Day 4 - RECORDS GALORE ON DAY 4 FOR PACIFIC ISLAND SWIMMERS
RECORDS GALORE ON DAY 4 FOR PACIFIC ISLAND SWIMMERS
Day four was the busiest day in the pool so far for the Oceania Swimmers at these championships with seventeen swimmers competing from nine nations. No fewer than 10 personal bests and national records fell, including a historic moment for Papua New Guinea in the Mixed 4x100m Medley Relay.
Ryan Pini, Tegan McCarthy, Sam Seghers and Barabra Vali-Skelton lined up in the Mixed 4 x 100m Medley Relay along with host nation Russia.
Ryan Pini got the team off to a great start and put the island team in the lead at 100m securing 56.38 as the atmosphere began to build in the Kazan Arena.

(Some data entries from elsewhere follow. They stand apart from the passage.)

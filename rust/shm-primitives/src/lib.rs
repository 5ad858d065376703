//! Low-level building blocks for attaching to shared memory.
//!
//! - [`Region`]: a borrowed span of mapped bytes, addressed by offset
//! - [`HeapRegion`]: a zeroed process-local allocation with the same interface
//! - [`ShmObject`]: a `MAP_SHARED` mapping of a POSIX shm object or a file

#![cfg(unix)]

pub mod region;
pub mod shm;

pub use region::{HeapRegion, Region};
pub use shm::{AttachError, Backing, ShmObject, normalize_name};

“ With a home crowd and a loud noise, there’s always a little bit of nervousness and excitement. In terms of my time I was a little bit better than my time in the individual event which I aimed for.” Ryan remarked.
Tegan followed up with a Breaststroke leg in 1 minute 17.87 seconds. Seghers had an impressive third leg of Butterfly setting the team up for a strong finish. His time of 56.07 seconds for his 100m was the fourth fastest for the third 100m out of the entire 26 team event.
“ It felt pretty good after backing up so soon after the Pacific Games. It was a little bit slower than I’ve been before, but I’m happy.”
Barbara bought the team home in a new national record of 4 minutes 13.90 seconds and was equally pleased with her performance and that of the team who finished behind winners Russia, who broke the World Record.
It was left to Ryan to sum up their pleasure,
“We smashed our record from the Oceania Championships last year with the same team, which was pleasing.”
Sam Seghers of Papua New Guinea was then again in action in the 100m Freestyle, his biggest competition to date, Seghers adapted seamlessly to the big occasion.
“It’s pretty surreal. I’ve never done a comp this big in my life. It’s intimidating at times but it’s a great experience”, he claimed afterwards. The atmosphere is amazing, especially with a Russian in your heat!” he stated with a smile.
His first 50m saw a time of 24.93 registered before a quick second 50m of 26.42. The result was a new personal best of 51.35.
The future is certainly bright, for the young swimmer, and his aim is high;
“It’s one step closer to an Olympic Qualifying time and I’m pretty happy with that”.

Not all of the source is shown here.